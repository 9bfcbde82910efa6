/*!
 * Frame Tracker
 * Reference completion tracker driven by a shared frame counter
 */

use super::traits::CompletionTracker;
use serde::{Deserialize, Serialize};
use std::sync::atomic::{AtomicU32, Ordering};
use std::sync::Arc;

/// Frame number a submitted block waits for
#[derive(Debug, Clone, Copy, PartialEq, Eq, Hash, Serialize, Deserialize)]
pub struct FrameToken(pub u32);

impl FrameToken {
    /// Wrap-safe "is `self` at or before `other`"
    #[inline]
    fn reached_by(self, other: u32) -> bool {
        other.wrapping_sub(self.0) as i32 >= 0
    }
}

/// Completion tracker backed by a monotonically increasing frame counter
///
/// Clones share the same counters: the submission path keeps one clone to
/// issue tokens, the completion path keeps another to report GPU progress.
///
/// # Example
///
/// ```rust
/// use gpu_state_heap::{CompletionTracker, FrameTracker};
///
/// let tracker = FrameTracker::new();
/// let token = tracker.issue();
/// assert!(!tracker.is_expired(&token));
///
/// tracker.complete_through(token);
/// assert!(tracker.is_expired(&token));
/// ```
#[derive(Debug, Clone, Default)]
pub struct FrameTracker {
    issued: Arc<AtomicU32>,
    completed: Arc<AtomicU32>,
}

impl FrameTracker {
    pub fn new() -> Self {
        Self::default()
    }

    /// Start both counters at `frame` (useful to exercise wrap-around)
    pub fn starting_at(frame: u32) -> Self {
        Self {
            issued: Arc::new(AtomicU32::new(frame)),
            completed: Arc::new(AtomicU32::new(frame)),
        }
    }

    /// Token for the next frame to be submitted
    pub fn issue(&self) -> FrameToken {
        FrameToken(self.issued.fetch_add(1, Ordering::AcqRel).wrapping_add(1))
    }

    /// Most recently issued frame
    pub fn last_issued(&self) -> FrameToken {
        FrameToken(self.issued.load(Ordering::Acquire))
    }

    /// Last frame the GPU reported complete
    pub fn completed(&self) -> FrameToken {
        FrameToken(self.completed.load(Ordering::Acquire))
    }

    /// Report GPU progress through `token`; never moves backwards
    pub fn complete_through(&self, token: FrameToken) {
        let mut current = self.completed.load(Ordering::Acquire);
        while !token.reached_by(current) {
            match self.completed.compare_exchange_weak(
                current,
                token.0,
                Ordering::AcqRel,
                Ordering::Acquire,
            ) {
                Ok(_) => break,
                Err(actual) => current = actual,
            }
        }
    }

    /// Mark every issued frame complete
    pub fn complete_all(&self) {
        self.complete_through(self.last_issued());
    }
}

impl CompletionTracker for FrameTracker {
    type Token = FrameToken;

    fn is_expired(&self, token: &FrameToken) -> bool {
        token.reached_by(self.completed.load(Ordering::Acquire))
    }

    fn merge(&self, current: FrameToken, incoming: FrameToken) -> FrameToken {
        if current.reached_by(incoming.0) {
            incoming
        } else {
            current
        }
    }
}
※
▶ _WORK REQUEST_
Report only the number of lines in the records that include the word "derive".

▶ _FINISHED EXERCISE_
2